Aedesius sendo de idade avançada (e, portanto, provavelmente sendo o mais respeitável aos olhos de seus alunos) colocou Juliano em contato com seus quatro melhores alunos em Pérgamo: Maximus de Éfeso, Prisco – que é conhecido como um filósofo neoplatónico de Thesprotia, Crisâncio de Sardes e Eusébio de Caria ou Emesa, o chamado “filósofo silencioso” ou Pittacàs. Todos os quatro, mas principalmente Maximus como já mencionado, contribuiu decisivamente para a separação de Juliano da religião cristã e sua volta à antiga religião.

Juliano continuou seus estudos em Atenas sob a tutoria de dois professores famosos de retórica: Imerius de Proussa e Prohaeresius de Cesaréia ou da Arménia, um estudioso cristão que morreu em 368. Foi em Atenas que Juliano conheceu São Basílio o Grande (Basílio de Cesaréia) e Gregório de Nazianzo, que também estavam lá como aluno.

Posteriormente Juliano casou-se com Helen, filha de Constantino, o Grande e irmã do imperador Constâncio II. Este casamento provavelmente o salvou da segunda rodada de expurgos, mas seu irmão Gallus foi executado em 355 sob as ordens imperiais. No entanto, o jovem Juliano também foi protegido pela educada e inteligente Flavia Aurelia Eusébia (†360), a segunda esposa de Constâncio II (337-360).

Em 350 Juliano foi nomeado como comandante na Galácia pelo imperador. Lá, mostrando considerável habilidade e determinação, ele expulsou os Francos e os Alamanos ao vencer uma série de batalhas nas fronteiras do noroeste do Império Romano, no Danúbio, Argentoratum (Batalha de Estrasburgo, 357) e em outros lugares. Ele também reavivou a economia da região, enquanto que se tornou conhecido como uma pessoa simples. Finalmente, como o último sobrevivente da dinastia de Constantino, o Grande, mas também sendo especialmente popular no exército e população, Juliano se tornou imperador após a morte do sem herdeiros Constâncio II (3 de Novembro, 361 DC), em 11 de dezembro de 361, e retornou a Constantinopla.

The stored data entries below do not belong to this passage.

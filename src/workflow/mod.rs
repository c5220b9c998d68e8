pub mod related_issues;
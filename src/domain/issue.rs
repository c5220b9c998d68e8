#[derive(Debug, Clone, PartialEq, Eq)]
pub struct IssueReference {
    pub issue_number: String,
    pub scope: Option<String>,
}

#[derive(Debug, Clone, PartialEq, Eq)]
pub struct IssueSummary {
    pub title: String,
    pub link: String,
}

/// One resolved row of the related issues table.
#[derive(Debug, Clone, PartialEq, Eq)]
pub struct IssueInfo {
    pub issue_number: String,
    pub summary: IssueSummary,
    pub scopes: Vec<String>,
}

impl IssueInfo {
    pub fn issue_cell(&self) -> String {
        format!("[{}]({})", self.issue_number, self.summary.link)
    }

    pub fn scope_cell(&self) -> String {
        self.scopes.join(", ")
    }
}
pub mod actions;
pub mod git;
pub mod github;
pub mod jira;
use async_trait::async_trait;

use crate::domain::issue::IssueSummary;
use crate::error::AppResult;

/// A tracker vendor that can resolve an issue number to its title and link.
#[async_trait]
pub trait IssueTrackerService: Send + Sync {
    async fn find_issue(&self, issue_number: &str) -> AppResult<IssueSummary>;
}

Como imperador, Juliano impôs as reformas adequadas nos campos da administração e política econômica que aliviaram o povo: ele reduziu a inflação, e parou alguns gastos inúteis na corte imperial, regulou os preços dos alimentos e reorganizou o sistema de tributação e os serviços públicos. Estas ações fizeram Juliano mais popular, enquanto que, paralelamente, ele aumentou a riqueza dos cofres do Estado.

Por outro lado, a admiração de Juliano para com a civilização grega antiga levou-o a um esforço de substituir a religião cristã pela antiga Greco-Romana como religião oficial do Estado. Durante seu reinado (361-363), Juliano parou com os subsídios do Estado para com a Igreja, enquanto que removeu os cristãos dos cargos públicos superiores do Império e as posições dos professores de filosofia com a justificativa de que era impróprio para as pessoas que não acreditam em deuses gentios ensinar e interpretar as obras dos autores gentios, que eram cheias de referências a esses deuses. A partir deste edital foi excluído seu professor Prohaeresius, que, no entanto, se recusou a aceitar este tratamento especial e renunciou em 362.

Além disso, com o decreto de 4 de Fevereiro, 362, Juliano reestabeleceu o culto gentio, impondo a reabertura dos templos dos gentios que haviam sido fechados, reiniciando os sacrifícios sobre os altares.

Juliano com suas ações destinadas a desaparecimento total de uma nova religião sabia que essas ações trariam divisões na Igreja, então a Igreja dividida não representaria mais uma grande ameaça para o paganismo10. Essas ações foram recebidas com remorso pelos cristãos e devido a isso Juliano foi chamado pela Igreja de ‘Apóstata’ (‘Renegado’) e pelos cristãos leigos, ironicamente, ‘Adonaeus’.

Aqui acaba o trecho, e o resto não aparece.